In one of two presentations at the annual meeting of the American College of Mohs Surgery that addressed this topic, Howard W. Rogers, MD, of Advanced Dermatology in Norwich, Conn., said that the crux of the issue is the concern not to undertreat. He noted that reduced access to dermatologic care during the pandemic has provided a stark lesson in the risks of delaying treatment in all age groups. “Mohs surgeons have all seen the consequences of delayed treatment due to the pandemic with enormous, destructive, and sometimes fatal cancers coming to the office in the last year,” he told this news organization.
“Pandemic-related treatment delay has caused increased suffering and morbidity for countless skin cancer patients across the U.S.,” he said. “In general, not treating skin cancer and hoping it’s not going to grow or having significant delays in treatment are a recipe for disastrous outcomes.”
That said, active monitoring may be appropriate “for select small cancers that tend to grow slowly in the very elderly,” added Dr. Rogers, the incoming ACMS president. Among the key situations where the benefits of active monitoring may outweigh the risks of surgery are small, slowly growing cancers, when frailty is an issue.
Frailty has been equated to compromised functionality, which can increase the risk of an array of complications, including prolonged wound healing and secondary complications stemming from immobility. The toll those issues can take on patients’ quality of life can be considerable, Dr. Rogers said.
When weighing treatment options with elderly patients, he emphasized that careful consideration should be given to whether the “time needed to benefit from a Mohs procedure is longer than the patient’s life expectancy.” Furthermore, a decision not to treat does not have to be the last word. “We need to have an honest dialogue on the consequences of nontreatment, but part of that should be that just because we don’t treat today, doesn’t mean we can’t treat it tomorrow, if necessary.”
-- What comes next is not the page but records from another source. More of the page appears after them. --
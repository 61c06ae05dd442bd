use crate::error::ErrorKind;
use serde::{Deserialize, Serialize};
use std::pin::Pin;

/// A boxed async stream, used for LLM streaming responses.
pub type BoxStream<'a, T> = Pin<Box<dyn futures_core::Stream<Item = T> + Send + 'a>>;

/// A caller-facing stream: never fails as a whole, always ends with
/// [`Chunk::End`].
pub type ChunkStream = BoxStream<'static, Chunk>;

/// One unit of a streamed response (provider-agnostic).
#[derive(Debug, Clone, PartialEq, Serialize, Deserialize)]
#[serde(tag = "type", rename_all = "snake_case")]
pub enum Chunk {
    /// A text delta of the answer.
    Content { text: String },

    /// A reasoning delta. Only produced when thoughts are enabled.
    Thought { text: String },

    /// Terminal failure. `message` is already rendered for the end user.
    Error { kind: ErrorKind, message: String },

    /// Stream is finished. Always the last chunk, emitted exactly once.
    End {
        #[serde(default, skip_serializing_if = "Option::is_none")]
        finish_reason: Option<String>,
        #[serde(default, skip_serializing_if = "Option::is_none")]
        usage: Option<Usage>,
    },
}

impl Chunk {
    pub fn content(text: impl Into<String>) -> Self {
        Chunk::Content { text: text.into() }
    }

    pub fn thought(text: impl Into<String>) -> Self {
        Chunk::Thought { text: text.into() }
    }

    pub fn end(finish_reason: Option<String>) -> Self {
        Chunk::End {
            finish_reason,
            usage: None,
        }
    }

    pub fn is_end(&self) -> bool {
        matches!(self, Chunk::End { .. })
    }
}

/// Token usage for a completion.
#[derive(Debug, Clone, Copy, PartialEq, Eq, Serialize, Deserialize)]
pub struct Usage {
    pub prompt_tokens: u32,
    pub completion_tokens: u32,
    pub total_tokens: u32,
}

#[cfg(test)]
mod tests {
    use super::*;

    #[test]
    fn chunks_serialize_with_type_tag() {
        let json = serde_json::to_value(Chunk::content("hi")).unwrap();
        assert_eq!(json["type"], "content");
        assert_eq!(json["text"], "hi");

        let json = serde_json::to_value(Chunk::end(None)).unwrap();
        assert_eq!(json, serde_json::json!({"type": "end"}));

        let json = serde_json::to_value(Chunk::Error {
            kind: ErrorKind::Credential,
            message: "bad key".into(),
        })
        .unwrap();
        assert_eq!(json["kind"], "credential");
    }
}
Of note, he added, “more than 100,00 patients have surgery for basal cell carcinoma [BCC] in their last year of life.” And that figure will likely rise exponentially if population projections come to fruition, considering that the population of people over the age of 85 is predicted to increase to nearly 18 million in 2050, from 5.8 million in 2012, Dr. Rogers said.
Until more research emerges on how to best treat this age group, Dr. Rogers noted that experts recommend that for elderly patients, “treatment should be individualized with consideration of active monitoring of primary BCC that is not in the H-zone, asymptomatic, smaller than 1 cm, with treatment initiated if there is substantial growth or symptoms.” Ultimately, he urged surgeons to “be sensitive and treat our patients like ourselves or our family members.”